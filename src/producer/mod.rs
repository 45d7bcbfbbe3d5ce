//! The producer port: wraps whatever actually talks to the Kafka-style bus
//! behind a small trait, and dispatches each event to one of two configured
//! producers depending on whether the caller asked for the `hasty` (ack on
//! local enqueue) or guaranteed (ack on broker commit) delivery mode.

pub mod memory;

use async_trait::async_trait;
use serde::Serialize;
use std::sync::Arc;

/// What actually gets handed to the bus for one event.
#[derive(Debug, Clone)]
pub struct ProduceRequest {
    pub topic: String,
    pub key: Option<String>,
    pub partition: Option<i32>,
    pub timestamp: Option<chrono::DateTime<chrono::Utc>>,
    pub payload: Vec<u8>,
}

/// Acknowledgement of a produced event, returned to the caller as part of a
/// successful [`crate::events::EventStatus`].
#[derive(Debug, Clone, Serialize)]
pub struct ProduceAck {
    pub topic: String,
    pub partition: i32,
    pub offset: i64,
}

#[derive(Debug, Clone, thiserror::Error)]
pub enum ProducerError {
    #[error("producer queue is full")]
    QueueFull,
    #[error("producer error: {0}")]
    Other(String),
}

/// A port onto a message bus. Implementations differ in how hard they try
/// to guarantee delivery before acknowledging, not in their API shape.
#[async_trait]
pub trait Producer: Send + Sync {
    async fn produce(&self, request: ProduceRequest) -> Result<ProduceAck, ProducerError>;
}

/// Routes each event to the guaranteed or hasty producer based on the
/// request's `hasty` flag, falling back to the guaranteed producer when no
/// hasty producer is configured.
pub struct Dispatcher {
    guaranteed: Arc<dyn Producer>,
    hasty: Option<Arc<dyn Producer>>,
}

impl Dispatcher {
    pub fn new(guaranteed: Arc<dyn Producer>, hasty: Option<Arc<dyn Producer>>) -> Self {
        Self { guaranteed, hasty }
    }

    pub async fn dispatch(
        &self,
        hasty_requested: bool,
        request: ProduceRequest,
    ) -> Result<ProduceAck, ProducerError> {
        if hasty_requested {
            if let Some(producer) = &self.hasty {
                return producer.produce(request).await;
            }
        }
        self.guaranteed.produce(request).await
    }
}

#[cfg(test)]
mod tests {
    use super::memory::InMemoryProducer;
    use super::*;

    #[tokio::test]
    async fn dispatch_without_hasty_producer_uses_guaranteed() {
        let guaranteed = Arc::new(InMemoryProducer::new());
        let dispatcher = Dispatcher::new(guaranteed.clone(), None);

        dispatcher
            .dispatch(
                true,
                ProduceRequest {
                    topic: "t".into(),
                    key: None,
                    partition: None,
                    timestamp: None,
                    payload: vec![1],
                },
            )
            .await
            .unwrap();

        assert_eq!(guaranteed.produced().len(), 1);
    }

    #[tokio::test]
    async fn hasty_request_routes_to_hasty_producer() {
        let guaranteed = Arc::new(InMemoryProducer::new());
        let hasty = Arc::new(InMemoryProducer::new());
        let dispatcher = Dispatcher::new(guaranteed.clone(), Some(hasty.clone()));

        dispatcher
            .dispatch(
                true,
                ProduceRequest {
                    topic: "t".into(),
                    key: None,
                    partition: None,
                    timestamp: None,
                    payload: vec![1],
                },
            )
            .await
            .unwrap();

        assert_eq!(guaranteed.produced().len(), 0);
        assert_eq!(hasty.produced().len(), 1);
    }

    #[tokio::test]
    async fn non_hasty_request_always_uses_guaranteed() {
        let guaranteed = Arc::new(InMemoryProducer::new());
        let hasty = Arc::new(InMemoryProducer::new());
        let dispatcher = Dispatcher::new(guaranteed.clone(), Some(hasty.clone()));

        dispatcher
            .dispatch(
                false,
                ProduceRequest {
                    topic: "t".into(),
                    key: None,
                    partition: None,
                    timestamp: None,
                    payload: vec![1],
                },
            )
            .await
            .unwrap();

        assert_eq!(guaranteed.produced().len(), 1);
        assert_eq!(hasty.produced().len(), 0);
    }
}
- - -
→ YOUR ASSIGNMENT: Transcribe the entries above, every line exactly as it reads.

→ ANSWER FOR THIS EXERCISE:
filename src/producer/mod.rs
repository 45d7bcbfbbe3d5ce
//! The producer port: wraps whatever actually talks to the Kafka-style bus
//! behind a small trait, and dispatches each event to one of two configured
//! producers depending on whether the caller asked for the `hasty` (ack on
//! local enqueue) or guaranteed (ack on broker commit) delivery mode.

pub mod memory;

use async_trait::async_trait;
use serde::Serialize;
use std::sync::Arc;

/// What actually gets handed to the bus for one event.
#[derive(Debug, Clone)]
pub struct ProduceRequest {
    pub topic: String,
    pub key: Option<String>,
    pub partition: Option<i32>,
    pub timestamp: Option<chrono::DateTime<chrono::Utc>>,
    pub payload: Vec<u8>,
}

/// Acknowledgement of a produced event, returned to the caller as part of a
/// successful [`crate::events::EventStatus`].
#[derive(Debug, Clone, Serialize)]
pub struct ProduceAck {
    pub topic: String,
    pub partition: i32,
    pub offset: i64,
}

#[derive(Debug, Clone, thiserror::Error)]
pub enum ProducerError {
    #[error("producer queue is full")]
    QueueFull,
    #[error("producer error: {0}")]
    Other(String),
}

/// A port onto a message bus. Implementations differ in how hard they try
/// to guarantee delivery before acknowledging, not in their API shape.
#[async_trait]
pub trait Producer: Send + Sync {
    async fn produce(&self, request: ProduceRequest) -> Result<ProduceAck, ProducerError>;
}

/// Routes each event to the guaranteed or hasty producer based on the
/// request's `hasty` flag, falling back to the guaranteed producer when no
/// hasty producer is configured.
pub struct Dispatcher {
    guaranteed: Arc<dyn Producer>,
    hasty: Option<Arc<dyn Producer>>,
}

impl Dispatcher {
    pub fn new(guaranteed: Arc<dyn Producer>, hasty: Option<Arc<dyn Producer>>) -> Self {
        Self { guaranteed, hasty }
    }

    pub async fn dispatch(
        &self,
        hasty_requested: bool,
        request: ProduceRequest,
    ) -> Result<ProduceAck, ProducerError> {
        if hasty_requested {
            if let Some(producer) = &self.hasty {
                return producer.produce(request).await;
            }
        }
        self.guaranteed.produce(request).await
    }
}

#[cfg(test)]
mod tests {
    use super::memory::InMemoryProducer;
    use super::*;

    #[tokio::test]
    async fn dispatch_without_hasty_producer_uses_guaranteed() {
        let guaranteed = Arc::new(InMemoryProducer::new());
        let dispatcher = Dispatcher::new(guaranteed.clone(), None);

        dispatcher
            .dispatch(
                true,
                ProduceRequest {
                    topic: "t".into(),
                    key: None,
                    partition: None,
                    timestamp: None,
                    payload: vec![1],
                },
            )
            .await
            .unwrap();

        assert_eq!(guaranteed.produced().len(), 1);
    }

    #[tokio::test]
    async fn hasty_request_routes_to_hasty_producer() {
        let guaranteed = Arc::new(InMemoryProducer::new());
        let hasty = Arc::new(InMemoryProducer::new());
        let dispatcher = Dispatcher::new(guaranteed.clone(), Some(hasty.clone()));

        dispatcher
            .dispatch(
                true,
                ProduceRequest {
                    topic: "t".into(),
                    key: None,
                    partition: None,
                    timestamp: None,
                    payload: vec![1],
                },
            )
            .await
            .unwrap();

        assert_eq!(guaranteed.produced().len(), 0);
        assert_eq!(hasty.produced().len(), 1);
    }

    #[tokio::test]
    async fn non_hasty_request_always_uses_guaranteed() {
        let guaranteed = Arc::new(InMemoryProducer::new());
        let hasty = Arc::new(InMemoryProducer::new());
        let dispatcher = Dispatcher::new(guaranteed.clone(), Some(hasty.clone()));

        dispatcher
            .dispatch(
                false,
                ProduceRequest {
                    topic: "t".into(),
                    key: None,
                    partition: None,
                    timestamp: None,
                    payload: vec![1],
                },
            )
            .await
            .unwrap();

        assert_eq!(guaranteed.produced().len(), 1);
        assert_eq!(hasty.produced().len(), 0);
    }
}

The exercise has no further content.